Edinburgh Western MSP Alex Cole Hamilton says the long waits in Lothian could lead to an increased spread of HIV. Photo: Fraser Bremner/Getty Images)

“At the extreme end we could even see an increase in the spread of the disease as a result of this failure to distribute medication fast enough.”

The Lib Dems also asked the rest of Scotland’s health boards about waiting times for PrEP but none were anywhere the length of waits in Lothian.

Borders, Fife and Dumfries & Galloway all said they had no waiting list; Greater Glasgow & Clyde and Forth Valley both said 48 hours; Grampian said between six and 17 days; Highland said two weeks after an appointment; and Orkney, Shetland and the Western Isles said they had no patients receiving PrEP.

Mr Cole-Hamilton said he had highlighted the problem in Lothian four years ago. “In 2018, I asked the First Minister why Lothian had the longest waits in the country for PrEP medication and she promised to work with NHS Lothian to deliver the drug quickly.

“Four years later and not only is NHS Lothian still struggling to meet demand, delivery is now slower. The Scottish Government must ensure that health authorities across the country have the right staff, support and resources to eliminate HIV transmission once and for all.”

Dona Milne, director of public health for NHS Lothian, said there had been a significant rise in PrEP demand following Covid restrictions being eased. “This includes new appointments and a rising demand for review appointments from patients needing to restart treatment following the pandemic. This has resulted in delays to waiting times and we apologise to all of those affected.

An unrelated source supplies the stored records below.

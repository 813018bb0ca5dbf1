//! Base types and error handling.
//!
//! Provides the foundational types shared by the HTTP model and the
//! multipart engine:
//! - [`MultipartError`](error::MultipartError): the crate-wide error type
//! - [`ConsumptionState`](state::ConsumptionState): progress of single-use sequences

pub mod context;
pub mod error;
pub mod state;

“We remain committed to reducing waiting times as quickly as possible. Working with Edinburgh Health and Social Care Partnership we have recruited additional staff to increase the number of clinics available in the coming weeks which aims to reduce waiting times for patients to start PrEP.”

A Scottish Government spokesperson said: “In 2017 Scotland was the first part of the UK to make PrEP medication available on the NHS, recognising its importance in the ongoing work to prevent transmission of HIV.

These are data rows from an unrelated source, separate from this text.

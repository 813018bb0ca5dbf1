use crate::http::mediatype::MediaType;
use crate::multipart::bodypart::{GeneralPart, StrictPart};
use crate::multipart::byteranges::ByteRangesPart;
use crate::multipart::formdata::FormDataPart;
use crate::multipart::streaming::Multipart;
use bytes::Bytes;

/// A fully buffered multipart entity.
///
/// Parts are held in memory in their original order and can be read any
/// number of times.
#[derive(Debug, Clone, PartialEq, Eq)]
pub struct StrictMultipart<P> {
    media_type: MediaType,
    parts: Vec<P>,
}

pub type StrictGeneralMultipart = StrictMultipart<GeneralPart<Bytes>>;
pub type StrictFormDataMultipart = StrictMultipart<FormDataPart<Bytes>>;
pub type StrictByteRangesMultipart = StrictMultipart<ByteRangesPart<Bytes>>;

impl<P> StrictMultipart<P> {
    pub fn new(media_type: MediaType, parts: Vec<P>) -> Self {
        Self { media_type, parts }
    }

    pub fn media_type(&self) -> &MediaType {
        &self.media_type
    }

    /// All parts, in order.
    pub fn parts(&self) -> &[P] {
        &self.parts
    }

    pub fn iter(&self) -> std::slice::Iter<'_, P> {
        self.parts.iter()
    }

    pub fn len(&self) -> usize {
        self.parts.len()
    }

    pub fn is_empty(&self) -> bool {
        self.parts.is_empty()
    }

    pub fn into_parts(self) -> Vec<P> {
        self.parts
    }
}

impl<P: StrictPart> StrictMultipart<P> {
    /// Already strict; returns a copy.
    pub fn to_strict(&self) -> Self {
        self.clone()
    }

    /// A streaming view whose part entities are already buffered.
    pub fn to_streamed(&self) -> Multipart<P::Streamed> {
        let parts = self.parts.iter().cloned().map(StrictPart::to_streamed).collect();
        Multipart::from_parts(self.media_type.clone(), parts)
    }
}

impl<'a, P> IntoIterator for &'a StrictMultipart<P> {
    type Item = &'a P;
    type IntoIter = std::slice::Iter<'a, P>;

    fn into_iter(self) -> Self::IntoIter {
        self.parts.iter()
    }
}

impl StrictMultipart<FormDataPart<Bytes>> {
    /// A form of `text/plain` fields.
    pub fn form_data_fields<'a, I>(fields: I) -> Self
    where
        I: IntoIterator<Item = (&'a str, &'a str)>,
    {
        let parts = fields
            .into_iter()
            .map(|(name, value)| FormDataPart::text(name, value))
            .collect();
        Self::new(MediaType::form_data(), parts)
    }
}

“The Scottish Government and NHS boards are working hard to ensure that all those who would benefit from the medication can access it when they need it. However, the pandemic has had an unprecedented impact on the entire healthcare system, including sexual health services.

“We are committed, with the health boards, to ensuring that Scotland does not lose the tremendous progress made in the last decade in supporting people who use sexual health services. We have also commissioned an expert-led proposal to eliminate HIV transmission by 2030, and we will work with our partners to deliver concrete actions to achieve that goal.”